From the entries below, copy every line that has the word "derive".

╭──

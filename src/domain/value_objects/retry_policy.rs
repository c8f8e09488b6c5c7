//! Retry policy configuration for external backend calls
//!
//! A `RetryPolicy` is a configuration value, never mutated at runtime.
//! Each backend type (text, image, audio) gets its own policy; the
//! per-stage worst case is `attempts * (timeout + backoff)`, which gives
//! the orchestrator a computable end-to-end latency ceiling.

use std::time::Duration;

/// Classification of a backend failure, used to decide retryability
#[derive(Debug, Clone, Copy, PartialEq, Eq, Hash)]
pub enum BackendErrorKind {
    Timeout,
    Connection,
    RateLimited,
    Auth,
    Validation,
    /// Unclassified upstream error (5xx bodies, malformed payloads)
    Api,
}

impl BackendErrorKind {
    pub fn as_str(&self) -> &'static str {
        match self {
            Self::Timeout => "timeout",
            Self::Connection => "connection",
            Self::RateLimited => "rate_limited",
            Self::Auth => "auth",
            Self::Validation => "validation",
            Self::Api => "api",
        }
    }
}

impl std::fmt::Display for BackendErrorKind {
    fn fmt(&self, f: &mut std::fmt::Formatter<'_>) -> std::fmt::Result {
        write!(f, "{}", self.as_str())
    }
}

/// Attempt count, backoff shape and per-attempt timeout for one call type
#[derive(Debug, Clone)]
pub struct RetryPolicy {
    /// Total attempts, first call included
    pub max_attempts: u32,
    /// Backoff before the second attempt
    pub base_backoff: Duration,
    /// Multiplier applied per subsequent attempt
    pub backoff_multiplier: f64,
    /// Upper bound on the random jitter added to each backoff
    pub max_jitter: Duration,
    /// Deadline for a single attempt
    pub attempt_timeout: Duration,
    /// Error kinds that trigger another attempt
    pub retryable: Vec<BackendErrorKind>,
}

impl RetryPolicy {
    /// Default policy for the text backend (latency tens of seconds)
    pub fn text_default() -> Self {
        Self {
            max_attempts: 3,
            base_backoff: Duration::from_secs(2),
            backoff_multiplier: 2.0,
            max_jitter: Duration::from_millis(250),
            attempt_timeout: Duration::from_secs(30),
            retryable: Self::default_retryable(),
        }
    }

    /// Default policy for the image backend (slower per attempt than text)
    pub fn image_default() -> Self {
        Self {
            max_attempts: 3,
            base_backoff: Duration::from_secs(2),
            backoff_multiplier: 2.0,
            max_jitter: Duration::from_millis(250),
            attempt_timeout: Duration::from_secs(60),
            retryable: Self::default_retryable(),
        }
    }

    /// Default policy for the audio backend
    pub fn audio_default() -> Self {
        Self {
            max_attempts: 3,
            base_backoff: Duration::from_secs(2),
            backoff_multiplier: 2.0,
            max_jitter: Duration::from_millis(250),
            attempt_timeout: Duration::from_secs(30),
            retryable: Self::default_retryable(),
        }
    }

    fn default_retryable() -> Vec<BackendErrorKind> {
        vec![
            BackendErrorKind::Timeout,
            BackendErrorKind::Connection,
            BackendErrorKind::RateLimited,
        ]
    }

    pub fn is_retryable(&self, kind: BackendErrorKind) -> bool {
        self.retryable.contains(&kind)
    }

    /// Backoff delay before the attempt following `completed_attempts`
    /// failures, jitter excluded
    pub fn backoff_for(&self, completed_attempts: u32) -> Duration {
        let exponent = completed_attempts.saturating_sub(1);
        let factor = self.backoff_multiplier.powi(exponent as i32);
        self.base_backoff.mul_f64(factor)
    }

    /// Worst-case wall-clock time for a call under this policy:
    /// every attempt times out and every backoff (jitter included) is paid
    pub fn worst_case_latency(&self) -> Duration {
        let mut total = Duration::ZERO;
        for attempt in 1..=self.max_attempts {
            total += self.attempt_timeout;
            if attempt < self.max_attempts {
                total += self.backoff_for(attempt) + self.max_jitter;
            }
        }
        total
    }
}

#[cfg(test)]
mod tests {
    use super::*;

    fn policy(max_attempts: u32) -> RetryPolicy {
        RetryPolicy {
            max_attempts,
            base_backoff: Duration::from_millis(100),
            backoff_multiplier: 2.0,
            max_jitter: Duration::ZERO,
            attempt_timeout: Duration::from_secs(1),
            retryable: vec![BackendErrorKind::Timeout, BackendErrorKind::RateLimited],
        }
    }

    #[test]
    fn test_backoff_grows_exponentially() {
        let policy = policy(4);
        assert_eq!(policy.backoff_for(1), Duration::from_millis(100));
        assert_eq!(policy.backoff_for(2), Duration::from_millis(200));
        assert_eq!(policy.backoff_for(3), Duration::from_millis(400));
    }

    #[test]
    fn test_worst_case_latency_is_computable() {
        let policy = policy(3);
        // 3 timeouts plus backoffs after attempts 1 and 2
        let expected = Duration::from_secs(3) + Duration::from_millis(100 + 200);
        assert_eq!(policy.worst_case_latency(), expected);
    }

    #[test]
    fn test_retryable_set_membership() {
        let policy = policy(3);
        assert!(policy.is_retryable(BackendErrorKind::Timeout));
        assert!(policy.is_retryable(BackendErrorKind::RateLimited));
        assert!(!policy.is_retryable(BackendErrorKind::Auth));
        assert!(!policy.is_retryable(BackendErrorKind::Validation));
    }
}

╰──

### The completed task
#[derive(Debug, Clone, Copy, PartialEq, Eq, Hash)]
#[derive(Debug, Clone)]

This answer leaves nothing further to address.